**EXERCISE DETAILS**
Within the records below, how many lines contain "watch"? The answer is that number alone.

THE RECORDS Start Marker

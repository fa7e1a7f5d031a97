//! Pipeline — one cluster's control loop.

use std::sync::Arc;
use std::time::Duration;

use tokio::sync::watch;
use tokio::task::JoinHandle;
use tokio::time::MissedTickBehavior;
use tracing::{debug, error, info, warn};

use fleet_analyzer::{Analyzer, AnalyzerConfig, SustainedTracker};
use fleet_collector::{Collector, CollectorError};
use fleet_decision::DecisionEngine;
use fleet_events::EventPublisher;
use fleet_scaler::Scaler;
use fleet_state::{EventSeverity, ScalingAction, ScalingDecision, ScalingEvent, ScalingEventStatus};

/// Everything a pipeline needs to drive one cluster.
pub struct PipelineConfig {
    pub cluster_id: String,
    /// Tick period. The per-cycle deadline is one second shorter (when the
    /// interval allows it).
    pub collect_interval: Duration,
    pub collector: Arc<dyn Collector>,
    pub analyzer: Arc<Analyzer>,
    pub analyzer_config: AnalyzerConfig,
    pub tracker: Arc<SustainedTracker>,
    pub engine: Arc<DecisionEngine>,
    pub scaler: Arc<dyn Scaler>,
    pub publisher: EventPublisher,
}

/// Shared context every cycle runs against.
struct CycleContext {
    cluster_id: String,
    cycle_budget: Duration,
    collector: Arc<dyn Collector>,
    analyzer: Arc<Analyzer>,
    analyzer_config: AnalyzerConfig,
    tracker: Arc<SustainedTracker>,
    engine: Arc<DecisionEngine>,
    scaler: Arc<dyn Scaler>,
    publisher: EventPublisher,
}

/// A running control loop for a single cluster.
///
/// Dropping a `Pipeline` without calling [`Pipeline::stop`] detaches the
/// loop; the orchestrator always stops pipelines explicitly.
pub struct Pipeline {
    cluster_id: String,
    shutdown_tx: watch::Sender<bool>,
    handle: JoinHandle<()>,
}

impl Pipeline {
    /// Spawn the control loop. The first cycle runs immediately.
    pub fn start(config: PipelineConfig) -> Self {
        let cluster_id = config.cluster_id.clone();
        let interval = config.collect_interval;
        // Keep a whole second of slack when the interval is long enough;
        // tests run with sub-second intervals.
        let cycle_budget = if interval > Duration::from_secs(2) {
            interval - Duration::from_secs(1)
        } else {
            interval
        };

        let ctx = Arc::new(CycleContext {
            cluster_id: config.cluster_id,
            cycle_budget,
            collector: config.collector,
            analyzer: config.analyzer,
            analyzer_config: config.analyzer_config,
            tracker: config.tracker,
            engine: config.engine,
            scaler: config.scaler,
            publisher: config.publisher,
        });

        let (shutdown_tx, shutdown_rx) = watch::channel(false);
        let handle = tokio::spawn(run_loop(ctx, interval, shutdown_rx));

        info!(%cluster_id, interval_secs = interval.as_secs_f64(), "pipeline started");
        Self {
            cluster_id,
            shutdown_tx,
            handle,
        }
    }

    /// Cancel the loop and wait for the in-flight cycle to unwind.
    pub async fn stop(self) {
        let _ = self.shutdown_tx.send(true);
        let _ = self.handle.await;
        info!(cluster_id = %self.cluster_id, "pipeline stopped");
    }

    pub fn is_running(&self) -> bool {
        !self.handle.is_finished()
    }

    pub fn cluster_id(&self) -> &str {
        &self.cluster_id
    }
}

async fn run_loop(
    ctx: Arc<CycleContext>,
    interval: Duration,
    mut shutdown: watch::Receiver<bool>,
) {
    let mut ticker = tokio::time::interval(interval);
    ticker.set_missed_tick_behavior(MissedTickBehavior::Delay);

    loop {
        tokio::select! {
            _ = ticker.tick() => {
                // Each cycle runs on its own task so a panic inside it
                // cannot take the loop down.
                let cycle_ctx = Arc::clone(&ctx);
                let mut cycle = tokio::spawn(async move { cycle_ctx.run_cycle().await });

                tokio::select! {
                    result = &mut cycle => {
                        if let Err(e) = result
                            && e.is_panic()
                        {
                            error!(cluster_id = %ctx.cluster_id, error = %e, "pipeline cycle panicked");
                            ctx.publisher.error(&ctx.cluster_id, "pipeline cycle panicked", &e);
                        }
                    }
                    _ = shutdown.changed() => {
                        cycle.abort();
                        let _ = cycle.await;
                        return;
                    }
                }
            }
            _ = shutdown.changed() => return,
        }
    }
}

impl CycleContext {
    async fn run_cycle(&self) {
        if tokio::time::timeout(self.cycle_budget, self.cycle())
            .await
            .is_err()
        {
            warn!(cluster_id = %self.cluster_id, "cycle deadline exceeded");
            self.publisher
                .error(&self.cluster_id, "cycle deadline exceeded", &"timeout");
        }
    }

    async fn cycle(&self) {
        // Collect.
        let metrics = match self.collector.collect(&self.cluster_id).await {
            Ok(metrics) => metrics,
            Err(CollectorError::CircuitOpen) => {
                // The open transition already raised an alert; skip quietly
                // until the breaker half-opens.
                debug!(cluster_id = %self.cluster_id, "collect skipped, circuit open");
                return;
            }
            Err(e) => {
                error!(cluster_id = %self.cluster_id, error = %e, "collection failed");
                self.publisher
                    .error(&self.cluster_id, "metric collection failed", &e);
                return;
            }
        };
        self.publisher.metric_collected(&self.cluster_id, &metrics);

        // Analyze and track sustained conditions.
        let mut analyzed = self.analyzer.analyze(&metrics);
        self.tracker
            .update(&self.cluster_id, &mut analyzed, &self.analyzer_config);
        self.publisher.metric_analyzed(&self.cluster_id, &analyzed);
        if analyzed.is_critical() {
            self.publisher.alert(
                &self.cluster_id,
                EventSeverity::Critical,
                "CPU or memory critical",
                serde_json::to_value(&analyzed).unwrap_or_default(),
            );
        }

        // Current server counts.
        let state = match self.scaler.cluster_state(&self.cluster_id).await {
            Ok(state) => state,
            Err(e) => {
                error!(cluster_id = %self.cluster_id, error = %e, "failed to get cluster state");
                self.publisher
                    .error(&self.cluster_id, "failed to get cluster state", &e);
                return;
            }
        };

        // Decide. Prediction input is wired but nothing produces one yet.
        let decision = self.engine.decide(&analyzed, None, &state);
        self.publisher.decision_made(&self.cluster_id, &decision);

        if decision.should_execute() {
            self.execute(decision).await;
        }
    }

    async fn execute(&self, decision: ScalingDecision) {
        self.publisher.scaling_started(&self.cluster_id, &decision);

        let result = match decision.action {
            ScalingAction::ScaleUp => {
                let count = decision.target_servers.saturating_sub(decision.current_servers);
                self.scaler.scale_up(&self.cluster_id, count).await
            }
            ScalingAction::ScaleDown => {
                let count = decision.current_servers.saturating_sub(decision.target_servers);
                self.scaler.scale_down(&self.cluster_id, count).await
            }
            ScalingAction::Maintain => return,
        };

        match result {
            Ok(outcome) => {
                // The pipeline is the sole cooldown writer: any accepted
                // operation (full or partial) starts the cooldown.
                self.engine.record_scaling(&self.cluster_id);

                let status = if outcome.partial {
                    ScalingEventStatus::Partial
                } else {
                    ScalingEventStatus::Success
                };
                let event = ScalingEvent::from_decision(&decision, status);
                self.publisher.scaling_complete(&self.cluster_id, &event);

                info!(
                    cluster_id = %self.cluster_id,
                    action = %decision.action,
                    from = decision.current_servers,
                    to = decision.target_servers,
                    partial = outcome.partial,
                    "scaling complete"
                );
            }
            Err(e) => {
                // No cooldown on failure so a legitimate retry isn't blocked.
                error!(cluster_id = %self.cluster_id, error = %e, "scaling failed");
                self.publisher
                    .scaling_failed(&self.cluster_id, &decision.reason, &e);
            }
        }
    }
}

THE RECORDS End Marker

**RESPONSE**
4